Data for this task =>
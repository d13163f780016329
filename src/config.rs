//! 应用配置：从 config/default.toml 与环境变量加载
//!
//! 加载顺序：先读 TOML 文件，再用环境变量 `DEVCOOK__*` 覆盖（双下划线表示嵌套，如 `DEVCOOK__AGENT__MAX_ITERATIONS=20`）。

use std::path::{Path, PathBuf};
use std::time::Duration;

use serde::Deserialize;

use crate::core::retry::RetryPolicy;

/// 应用配置根（对应 config/default.toml 的顶层）
#[derive(Debug, Clone, Deserialize, Default)]
#[serde(default)]
pub struct AppConfig {
    pub app: AppSection,
    pub llm: LlmSection,
    pub agent: AgentSection,
    pub sandbox: SandboxSection,
    pub store: StoreSection,
    pub worker: WorkerSection,
}

/// [app] 段：应用名、数据目录、提示词目录
#[derive(Debug, Clone, Deserialize)]
#[serde(default)]
pub struct AppSection {
    pub name: Option<String>,
    /// 沙箱、模板、数据库的默认根目录
    pub data_dir: PathBuf,
    pub prompts_dir: Option<PathBuf>,
}

impl Default for AppSection {
    fn default() -> Self {
        Self {
            name: None,
            data_dir: PathBuf::from("./data"),
            prompts_dir: None,
        }
    }
}

/// [llm] 段：后端选择、模型、超时与重试
#[derive(Debug, Clone, Deserialize)]
#[serde(default)]
pub struct LlmSection {
    /// openai / mock
    pub provider: String,
    /// 代码代理模型
    pub model: String,
    /// 标题 / 回复生成模型
    pub auxiliary_model: String,
    pub base_url: Option<String>,
    pub temperature: f32,
    pub request_timeout_secs: u64,
    pub retry: LlmRetrySection,
}

impl Default for LlmSection {
    fn default() -> Self {
        Self {
            provider: "openai".to_string(),
            model: "gpt-4.1".to_string(),
            auxiliary_model: "gpt-4o".to_string(),
            base_url: None,
            temperature: 0.1,
            request_timeout_secs: 120,
            retry: LlmRetrySection::default(),
        }
    }
}

/// [llm.retry] 段：瞬时错误的指数退避
#[derive(Debug, Clone, Deserialize)]
#[serde(default)]
pub struct LlmRetrySection {
    pub max_attempts: u32,
    pub base_delay_ms: u64,
    pub max_delay_ms: u64,
}

impl Default for LlmRetrySection {
    fn default() -> Self {
        Self {
            max_attempts: 3,
            base_delay_ms: 500,
            max_delay_ms: 8000,
        }
    }
}

impl LlmRetrySection {
    pub fn policy(&self) -> RetryPolicy {
        RetryPolicy::exponential(
            self.max_attempts,
            Duration::from_millis(self.base_delay_ms),
            Duration::from_millis(self.max_delay_ms),
        )
    }
}

/// [agent] 段：迭代上限、历史条数、工具超时、完成标记
#[derive(Debug, Clone, Deserialize)]
#[serde(default)]
pub struct AgentSection {
    pub max_iterations: usize,
    /// 载入的历史消息条数
    pub history_limit: usize,
    /// 单次工具调用超时（秒），不得小于 sandbox.command_timeout_secs
    pub tool_timeout_secs: u64,
    pub completion_marker: String,
    pub write_retry: WriteRetrySection,
}

impl Default for AgentSection {
    fn default() -> Self {
        Self {
            max_iterations: 15,
            history_limit: 5,
            tool_timeout_secs: 300,
            completion_marker: crate::react::COMPLETION_MARKER.to_string(),
            write_retry: WriteRetrySection::default(),
        }
    }
}

/// [agent.write_retry] 段：文件写入校验的线性退避
#[derive(Debug, Clone, Deserialize)]
#[serde(default)]
pub struct WriteRetrySection {
    pub max_attempts: u32,
    pub base_delay_ms: u64,
}

impl Default for WriteRetrySection {
    fn default() -> Self {
        Self {
            max_attempts: 3,
            base_delay_ms: 100,
        }
    }
}

impl WriteRetrySection {
    pub fn policy(&self) -> RetryPolicy {
        RetryPolicy::linear(self.max_attempts, Duration::from_millis(self.base_delay_ms))
    }
}

/// [sandbox] 段
#[derive(Debug, Clone, Deserialize)]
#[serde(default)]
pub struct SandboxSection {
    pub template: String,
    /// 未设置时为 `<data_dir>/sandboxes`
    pub root: Option<PathBuf>,
    /// 未设置时为 `<data_dir>/templates`
    pub templates_dir: Option<PathBuf>,
    pub preview_port: u16,
    /// 沙箱存活时间（秒）
    pub timeout_secs: u64,
    pub command_timeout_secs: u64,
    /// 支持 `{port}` 与 `{id}` 占位
    pub host_template: String,
    pub url_scheme: String,
}

impl Default for SandboxSection {
    fn default() -> Self {
        Self {
            template: "devcook-nextjs-test-2".to_string(),
            root: None,
            templates_dir: None,
            preview_port: 3000,
            timeout_secs: 1800,
            command_timeout_secs: 300,
            host_template: "{port}-{id}.localhost".to_string(),
            url_scheme: "https".to_string(),
        }
    }
}

/// [store] 段
#[derive(Debug, Clone, Deserialize, Default)]
#[serde(default)]
pub struct StoreSection {
    /// 未设置时为 `<data_dir>/devcook.db`
    pub path: Option<PathBuf>,
    /// 使用内存存储（进程退出即丢失）
    pub memory: bool,
}

/// [worker] 段：并发运行数与队列容量
#[derive(Debug, Clone, Deserialize)]
#[serde(default)]
pub struct WorkerSection {
    pub max_concurrent_runs: usize,
    pub queue_capacity: usize,
}

impl Default for WorkerSection {
    fn default() -> Self {
        Self {
            max_concurrent_runs: 4,
            queue_capacity: 64,
        }
    }
}

impl AppConfig {
    pub fn sandbox_root(&self) -> PathBuf {
        self.sandbox
            .root
            .clone()
            .unwrap_or_else(|| self.app.data_dir.join("sandboxes"))
    }

    pub fn templates_dir(&self) -> PathBuf {
        self.sandbox
            .templates_dir
            .clone()
            .unwrap_or_else(|| self.app.data_dir.join("templates"))
    }

    pub fn store_path(&self) -> PathBuf {
        self.store
            .path
            .clone()
            .unwrap_or_else(|| self.app.data_dir.join("devcook.db"))
    }

    /// 提示词目录：配置 > config/prompts > ../config/prompts
    pub fn prompts_dir(&self) -> PathBuf {
        if let Some(dir) = &self.app.prompts_dir {
            return dir.clone();
        }
        ["config/prompts", "../config/prompts"]
            .into_iter()
            .map(Path::new)
            .find(|p| p.is_dir())
            .unwrap_or(Path::new("config/prompts"))
            .to_path_buf()
    }
}

/// 从 config 目录加载配置，环境变量 DEVCOOK__* 可覆盖
///
/// 1. 按顺序查找 config/default.toml、../config/default.toml、default.toml，找到则作为第一源
/// 2. 若传入 config_path 且文件存在，则追加该文件（可覆盖前面的键）
/// 3. 最后叠加环境变量 DEVCOOK__*（双下划线表示嵌套键）
pub fn load_config(config_path: Option<PathBuf>) -> Result<AppConfig, config::ConfigError> {
    let mut builder = config::Config::builder();

    let default_names = ["config/default", "../config/default", "default"];
    for name in default_names {
        let path = format!("{}.toml", name);
        if Path::new(&path).exists() {
            builder = builder.add_source(config::File::with_name(name).required(false));
            break;
        }
    }

    if let Some(ref path) = config_path {
        if path.exists() {
            builder = builder.add_source(config::File::from(path.clone()).required(false));
        }
    }

    builder = builder.add_source(
        config::Environment::with_prefix("DEVCOOK")
            .separator("__")
            .try_parsing(true),
    );

    let c = builder.build()?;
    c.try_deserialize()
}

Task details => Copy exactly the lines that run from the one with "若传入 config_path 且文件存在，则追加该文件（可覆盖前面的键）" to the last line of the material, including both.

Task solution =>
/// 2. 若传入 config_path 且文件存在，则追加该文件（可覆盖前面的键）
/// 3. 最后叠加环境变量 DEVCOOK__*（双下划线表示嵌套键）
pub fn load_config(config_path: Option<PathBuf>) -> Result<AppConfig, config::ConfigError> {
    let mut builder = config::Config::builder();

    let default_names = ["config/default", "../config/default", "default"];
    for name in default_names {
        let path = format!("{}.toml", name);
        if Path::new(&path).exists() {
            builder = builder.add_source(config::File::with_name(name).required(false));
            break;
        }
    }

    if let Some(ref path) = config_path {
        if path.exists() {
            builder = builder.add_source(config::File::from(path.clone()).required(false));
        }
    }

    builder = builder.add_source(
        config::Environment::with_prefix("DEVCOOK")
            .separator("__")
            .try_parsing(true),
    );

    let c = builder.build()?;
    c.try_deserialize()
}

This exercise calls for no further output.